_Exercise prompt_. Copy exactly the lines of the material below that run from the one containing "Some(p) if !p.as_os_str().is_empty()" through the one containing "is unlinked. A". Copy no other lines.

*** Input Section Begins ***

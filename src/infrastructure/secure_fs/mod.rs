//! Secure file operations.
//!
//! `SecureFileOps` is constructed by the caller and passed to whatever needs
//! it. An instance may be scoped to a base directory, in which case every
//! path it touches must resolve inside that directory.

mod atomic;
mod audit;
mod transfer;
pub mod validator;

use std::path::{Path, PathBuf};

use crate::domain::{FileLimits, Result, ValidationOutcome};

pub use atomic::WriteOptions;

/// Default mode for files written by this layer.
pub const DEFAULT_FILE_MODE: u32 = 0o644;

/// Validating, size-limited file operations.
#[derive(Debug, Clone, Default)]
pub struct SecureFileOps {
    limits: FileLimits,
    base_dir: Option<PathBuf>,
}

impl SecureFileOps {
    #[must_use]
    pub const fn new(limits: FileLimits) -> Self {
        Self {
            limits,
            base_dir: None,
        }
    }

    /// Confine all operations to `base_dir`.
    ///
    /// A relative base is anchored to the working directory now, so relative
    /// paths passed later are always resolved against the same place.
    #[must_use]
    pub fn with_base_dir(mut self, base_dir: impl Into<PathBuf>) -> Self {
        let base_dir = base_dir.into();
        self.base_dir = Some(std::path::absolute(&base_dir).unwrap_or(base_dir));
        self
    }

    #[must_use]
    pub const fn limits(&self) -> &FileLimits {
        &self.limits
    }

    #[must_use]
    pub fn base_dir(&self) -> Option<&Path> {
        self.base_dir.as_deref()
    }

    /// Validate `path` against this instance's scope.
    #[must_use]
    pub fn validate(&self, path: &Path, allowed_extensions: Option<&[&str]>) -> ValidationOutcome {
        validator::validate(path, self.base_dir(), allowed_extensions)
    }

    /// Resolve a caller-supplied path against the base directory, if any.
    fn scoped(&self, path: &Path) -> PathBuf {
        match &self.base_dir {
            Some(base) if path.is_relative() => base.join(path),
            _ => path.to_path_buf(),
        }
    }

    fn check_path(&self, path: &Path, allowed_extensions: Option<&[&str]>) -> Result<()> {
        self.validate(path, allowed_extensions).into_result()
    }

    /// Reject paths outside the base directory. Unscoped instances accept all.
    fn check_scope(&self, path: &Path) -> Result<()> {
        match &self.base_dir {
            Some(base) => validator::check_within_base(path, base).into_result(),
            None => Ok(()),
        }
    }
}

/// Apply POSIX permission bits.
#[cfg(unix)]
pub(crate) fn set_mode(path: &Path, mode: u32) -> std::io::Result<()> {
    use std::os::unix::fs::PermissionsExt;
    std::fs::set_permissions(path, std::fs::Permissions::from_mode(mode))
}

#[cfg(not(unix))]
pub(crate) fn set_mode(_path: &Path, _mode: u32) -> std::io::Result<()> {
    Ok(())
}
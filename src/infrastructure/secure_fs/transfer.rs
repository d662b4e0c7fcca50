//! TOCTOU-aware copy and overwrite-then-unlink delete.

use std::fs::{self, File, OpenOptions};
use std::io::{self, ErrorKind, Read, Seek, SeekFrom, Write};
use std::path::{Path, PathBuf};

use rand::RngCore;

use crate::domain::{AppError, RaceKind, ResourceKind, Result};

use super::{set_mode, SecureFileOps, DEFAULT_FILE_MODE};

const SHRED_CHUNK_SIZE: usize = 8192;

/// Content written over a file during secure deletion.
#[derive(Debug, Clone, Copy, PartialEq, Eq)]
pub(crate) enum ShredPass {
    Zeros,
    Random,
}

impl SecureFileOps {
    /// Copy `src` to `dst`, returning the number of bytes copied.
    ///
    /// The content lands in a temp file next to `dst` which is renamed over
    /// it only once complete, so `dst` is never left half-written. The source
    /// may disappear between the checks and the copy; that is reported as a
    /// race condition rather than a generic failure.
    ///
    /// # Errors
    /// Not found, validation, size, race and copy errors, each distinguishable.
    pub fn copy(&self, src: &Path, dst: &Path, preserve_permissions: bool) -> Result<u64> {
        self.copy_staged(src, dst, preserve_permissions, || {}, |_| Ok(()))
    }

    /// Copy pipeline. `before_copy` runs after every check has passed and
    /// `before_commit` just before the temp file replaces `dst`.
    pub(crate) fn copy_staged<F, G>(
        &self,
        src: &Path,
        dst: &Path,
        preserve_permissions: bool,
        before_copy: F,
        before_commit: G,
    ) -> Result<u64>
    where
        F: FnOnce(),
        G: FnOnce(&Path) -> std::io::Result<()>,
    {
        let src = self.scoped(src);
        let dst = self.scoped(dst);

        if !src.exists() {
            return Err(AppError::resource(
                ResourceKind::NotFound,
                &src,
                format!("Source file does not exist: {}", src.display()),
            ));
        }

        for path in [&src, &dst] {
            let outcome = self.validate(path, None);
            if !outcome.ok {
                return Err(AppError::validation(format!(
                    "Invalid path {}: {}",
                    path.display(),
                    outcome.reason.unwrap_or_default()
                )));
            }
        }

        let metadata = fs::metadata(&src).map_err(|e| match e.kind() {
            ErrorKind::NotFound => AppError::race(RaceKind::DeletedDuringValidation, &src, e),
            ErrorKind::PermissionDenied => AppError::resource_io(
                ResourceKind::PermissionDenied,
                &src,
                format!("Permission denied during validation of {}", src.display()),
                e,
            ),
            _ => AppError::io(format!("Failed to inspect {}", src.display()), e),
        })?;
        if !metadata.is_file() {
            return Err(AppError::resource(
                ResourceKind::NotAFile,
                &src,
                format!("{} is not a regular file", src.display()),
            ));
        }
        let max = self.limits.max_config_bytes;
        if metadata.len() > max {
            return Err(too_large(&src, metadata.len(), max));
        }

        let parent = match dst.parent() {
            Some(p) if !p.as_os_str().is_empty() => p.to_path_buf(),
            _ => PathBuf::from("."),
        };
        fs::create_dir_all(&parent).map_err(|e| {
            AppError::io(format!("Failed to create directory {}", parent.display()), e)
        })?;

        before_copy();

        let source = File::open(&src).map_err(|e| copy_error(&src, e))?;
        let mut temp = tempfile::Builder::new()
            .prefix(".blastdock-")
            .suffix(".tmp")
            .tempfile_in(&parent)
            .map_err(|e| copy_error(&dst, e))?;

        // The source may have grown since it was measured.
        let copied = io::copy(&mut source.take(max + 1), &mut temp)
            .map_err(|e| copy_error(&src, e))?;
        if copied > max {
            return Err(too_large(&src, copied, max));
        }

        let chmod = if preserve_permissions {
            fs::set_permissions(temp.path(), metadata.permissions())
        } else {
            set_mode(temp.path(), DEFAULT_FILE_MODE)
        };
        chmod.map_err(|e| copy_error(&dst, e))?;

        temp.flush().map_err(|e| copy_error(&dst, e))?;
        temp.as_file().sync_all().map_err(|e| copy_error(&dst, e))?;
        before_commit(temp.path()).map_err(|e| copy_error(&dst, e))?;
        temp.persist(&dst).map_err(|e| copy_error(&dst, e.error))?;

        tracing::debug!(
            src = %src.display(),
            dst = %dst.display(),
            bytes = copied,
            "File copied"
        );
        Ok(copied)
    }

    /// Delete `path`. A missing path counts as already deleted.
    ///
    /// With `secure`, a regular file is overwritten with zeros and then with
    /// random bytes, each pass flushed and synced, before it is unlinked. A
    /// failed pass aborts the delete and leaves the file in place.
    ///
    /// # Errors
    /// Validation errors and overwrite/unlink failures.
    pub fn delete(&self, path: &Path, secure: bool) -> Result<()> {
        let path = self.scoped(path);

        let metadata = match fs::symlink_metadata(&path) {
            Ok(m) => m,
            Err(e) if e.kind() == ErrorKind::NotFound => return Ok(()),
            Err(e) => return Err(delete_error(&path, e)),
        };

        self.check_path(&path, None)?;

        if metadata.is_dir() {
            return Err(AppError::resource(
                ResourceKind::NotAFile,
                &path,
                format!("{} is a directory", path.display()),
            ));
        }

        if secure {
            if metadata.file_type().is_symlink() {
                // Overwriting through the link would destroy its target.
                tracing::warn!(path = %path.display(), "Symlink removed without overwrite");
            } else {
                let mut file = OpenOptions::new()
                    .write(true)
                    .open(&path)
                    .map_err(|e| delete_error(&path, e))?;
                let len = file.metadata().map_err(|e| delete_error(&path, e))?.len();
                shred(&mut file, len, ShredPass::Zeros).map_err(|e| delete_error(&path, e))?;
                shred(&mut file, len, ShredPass::Random).map_err(|e| delete_error(&path, e))?;
            }
        }

        match fs::remove_file(&path) {
            Ok(()) => {}
            Err(e) if e.kind() == ErrorKind::NotFound => {}
            Err(e) => return Err(delete_error(&path, e)),
        }

        tracing::debug!(path = %path.display(), secure, "File deleted");
        Ok(())
    }
}

/// Overwrite the first `len` bytes of `file` in place, then flush and fsync.
pub(crate) fn shred(file: &mut File, len: u64, pass: ShredPass) -> std::io::Result<()> {
    file.seek(SeekFrom::Start(0))?;

    let mut rng = rand::rng();
    let mut buf = [0u8; SHRED_CHUNK_SIZE];
    let mut remaining = len;
    while remaining > 0 {
        let n = usize::try_from(remaining).map_or(SHRED_CHUNK_SIZE, |r| r.min(SHRED_CHUNK_SIZE));
        match pass {
            ShredPass::Zeros => buf[..n].fill(0),
            ShredPass::Random => rng.fill_bytes(&mut buf[..n]),
        }
        file.write_all(&buf[..n])?;
        remaining -= n as u64;
    }

    file.flush()?;
    file.sync_all()
}

fn copy_error(path: &Path, err: std::io::Error) -> AppError {
    match err.kind() {
        ErrorKind::NotFound => AppError::race(RaceKind::DeletedDuringCopy, path, err),
        ErrorKind::PermissionDenied => AppError::resource_io(
            ResourceKind::CopyPermissionDenied,
            path,
            format!("Permission denied during copy: {err}"),
            err,
        ),
        _ => AppError::resource_io(
            ResourceKind::CopyFailed,
            path,
            format!("OS error during copy: {err}"),
            err,
        ),
    }
}

fn too_large(path: &Path, size: u64, max: u64) -> AppError {
    AppError::resource(
        ResourceKind::TooLarge,
        path,
        format!("Source file too large: {size} bytes (max: {max})"),
    )
}

fn delete_error(path: &Path, err: std::io::Error) -> AppError {
    let kind = if err.kind() == ErrorKind::PermissionDenied {
        ResourceKind::PermissionDenied
    } else {
        ResourceKind::DeleteFailed
    };
    AppError::resource_io(
        kind,
        path,
        format!("Failed to delete file {}: {err}", path.display()),
        err,
    )
}
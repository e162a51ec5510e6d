//! Move preconditions for tic-tac-toe.
//!
//! Preconditions are checked against the current state before any board
//! write. Occupancy is deliberately not checked here: [`crate::Board::with_square`]
//! owns that rule, so the observable error order is finished game, then
//! wrong player, then occupied square.

use crate::action::{Move, MoveError};
use crate::game::OngoingGame;
use tracing::instrument;

/// Precondition: it must be the moving player's turn.
///
/// Turn identity comes from the `next_player` carried by the ongoing
/// state, never re-derived from board content.
pub struct PlayersTurn;

impl PlayersTurn {
    /// Checks the precondition against an ongoing game.
    ///
    /// # Errors
    ///
    /// Returns [`MoveError::WrongPlayer`] if it is not the player's turn.
    #[instrument(skip(game))]
    pub fn check(action: &Move, game: &OngoingGame) -> Result<(), MoveError> {
        if action.player != game.next_player() {
            Err(MoveError::WrongPlayer(action.player))
        } else {
            Ok(())
        }
    }
}
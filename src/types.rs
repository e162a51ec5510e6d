//! Core domain types for tic-tac-toe.

use crate::action::MoveError;
use crate::position::Position;
use serde::{Deserialize, Serialize};
use tracing::instrument;

/// Player in the game.
#[derive(Debug, Clone, Copy, PartialEq, Eq, Hash, Serialize, Deserialize)]
pub enum Player {
    /// Player X (conventionally goes first).
    X,
    /// Player O (conventionally goes second).
    O,
}

impl Player {
    /// Returns the opponent player.
    pub fn opponent(self) -> Self {
        match self {
            Player::X => Player::O,
            Player::O => Player::X,
        }
    }
}

impl std::fmt::Display for Player {
    fn fmt(&self, f: &mut std::fmt::Formatter<'_>) -> std::fmt::Result {
        match self {
            Player::X => write!(f, "X"),
            Player::O => write!(f, "O"),
        }
    }
}

/// A square on the tic-tac-toe board.
#[derive(Debug, Clone, Copy, PartialEq, Eq, Hash, Serialize, Deserialize)]
pub enum Square {
    /// Empty square.
    Empty,
    /// Square occupied by a player.
    Occupied(Player),
}

impl Square {
    /// Returns true if the square holds no mark.
    pub fn is_empty(self) -> bool {
        matches!(self, Square::Empty)
    }
}

/// 3x3 tic-tac-toe board.
///
/// Squares are stored in row-major order (index = row * 3 + column).
/// A board value is never mutated: [`Board::with_square`] returns a new
/// board and is the only way to place a mark.
#[derive(Debug, Clone, Copy, PartialEq, Eq, Hash, Serialize, Deserialize)]
pub struct Board {
    /// Squares in row-major order (0-8).
    squares: [Square; 9],
}

impl Board {
    /// Creates a new empty board.
    pub fn new() -> Self {
        Self {
            squares: [Square::Empty; 9],
        }
    }

    /// Gets the square at the given position.
    ///
    /// Total: every [`Position`] maps to exactly one square.
    pub fn get(&self, position: Position) -> Square {
        self.squares[position.to_index()]
    }

    /// Returns a new board with the player's mark placed at the position.
    ///
    /// The receiver is left untouched. Occupancy is enforced here and
    /// nowhere else: a mark is never overwritten.
    ///
    /// # Errors
    ///
    /// Returns [`MoveError::SquareOccupied`] if the target square already
    /// holds a mark.
    #[instrument(skip(self))]
    pub fn with_square(&self, position: Position, player: Player) -> Result<Board, MoveError> {
        if !self.is_empty(position) {
            return Err(MoveError::SquareOccupied(position));
        }

        let mut next = *self;
        next.squares[position.to_index()] = Square::Occupied(player);
        Ok(next)
    }

    /// Checks if the square at the position is empty.
    pub fn is_empty(&self, position: Position) -> bool {
        self.get(position).is_empty()
    }

    /// Checks if every square holds a mark.
    pub fn is_full(&self) -> bool {
        self.squares.iter().all(|square| !square.is_empty())
    }

    /// Returns all squares as a slice.
    pub fn squares(&self) -> &[Square; 9] {
        &self.squares
    }

    /// Iterates over the positions of all empty squares.
    pub fn empty_positions(&self) -> impl Iterator<Item = Position> + '_ {
        Position::ALL
            .into_iter()
            .filter(|position| self.is_empty(*position))
    }
}

impl Default for Board {
    fn default() -> Self {
        Self::new()
    }
}

impl std::fmt::Display for Board {
    fn fmt(&self, f: &mut std::fmt::Formatter<'_>) -> std::fmt::Result {
        for row in 0..3 {
            for col in 0..3 {
                let symbol = match self.squares[row * 3 + col] {
                    Square::Empty => ".".to_string(),
                    Square::Occupied(player) => player.to_string(),
                };
                f.write_str(&symbol)?;
                if col < 2 {
                    f.write_str("|")?;
                }
            }
            if row < 2 {
                f.write_str("\n-+-+-\n")?;
            }
        }
        Ok(())
    }
}
//! Game rules for tic-tac-toe.
//!
//! This module contains pure functions for evaluating board state
//! according to tic-tac-toe rules. Rules are separated from board
//! storage so the transition engine can compose them.

pub mod draw;
pub mod win;

pub use draw::{is_draw, is_full};
pub use win::{Line, WINNING_LINES, check_winner, is_winner};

*** Input Section Ends ***

_Answer to the problem_.
            Some(p) if !p.as_os_str().is_empty() => p.to_path_buf(),
            _ => PathBuf::from("."),
        };
        fs::create_dir_all(&parent).map_err(|e| {
            AppError::io(format!("Failed to create directory {}", parent.display()), e)
        })?;

        before_copy();

        let source = File::open(&src).map_err(|e| copy_error(&src, e))?;
        let mut temp = tempfile::Builder::new()
            .prefix(".blastdock-")
            .suffix(".tmp")
            .tempfile_in(&parent)
            .map_err(|e| copy_error(&dst, e))?;

        // The source may have grown since it was measured.
        let copied = io::copy(&mut source.take(max + 1), &mut temp)
            .map_err(|e| copy_error(&src, e))?;
        if copied > max {
            return Err(too_large(&src, copied, max));
        }

        let chmod = if preserve_permissions {
            fs::set_permissions(temp.path(), metadata.permissions())
        } else {
            set_mode(temp.path(), DEFAULT_FILE_MODE)
        };
        chmod.map_err(|e| copy_error(&dst, e))?;

        temp.flush().map_err(|e| copy_error(&dst, e))?;
        temp.as_file().sync_all().map_err(|e| copy_error(&dst, e))?;
        before_commit(temp.path()).map_err(|e| copy_error(&dst, e))?;
        temp.persist(&dst).map_err(|e| copy_error(&dst, e.error))?;

        tracing::debug!(
            src = %src.display(),
            dst = %dst.display(),
            bytes = copied,
            "File copied"
        );
        Ok(copied)
    }

    /// Delete `path`. A missing path counts as already deleted.
    ///
    /// With `secure`, a regular file is overwritten with zeros and then with
    /// random bytes, each pass flushed and synced, before it is unlinked. A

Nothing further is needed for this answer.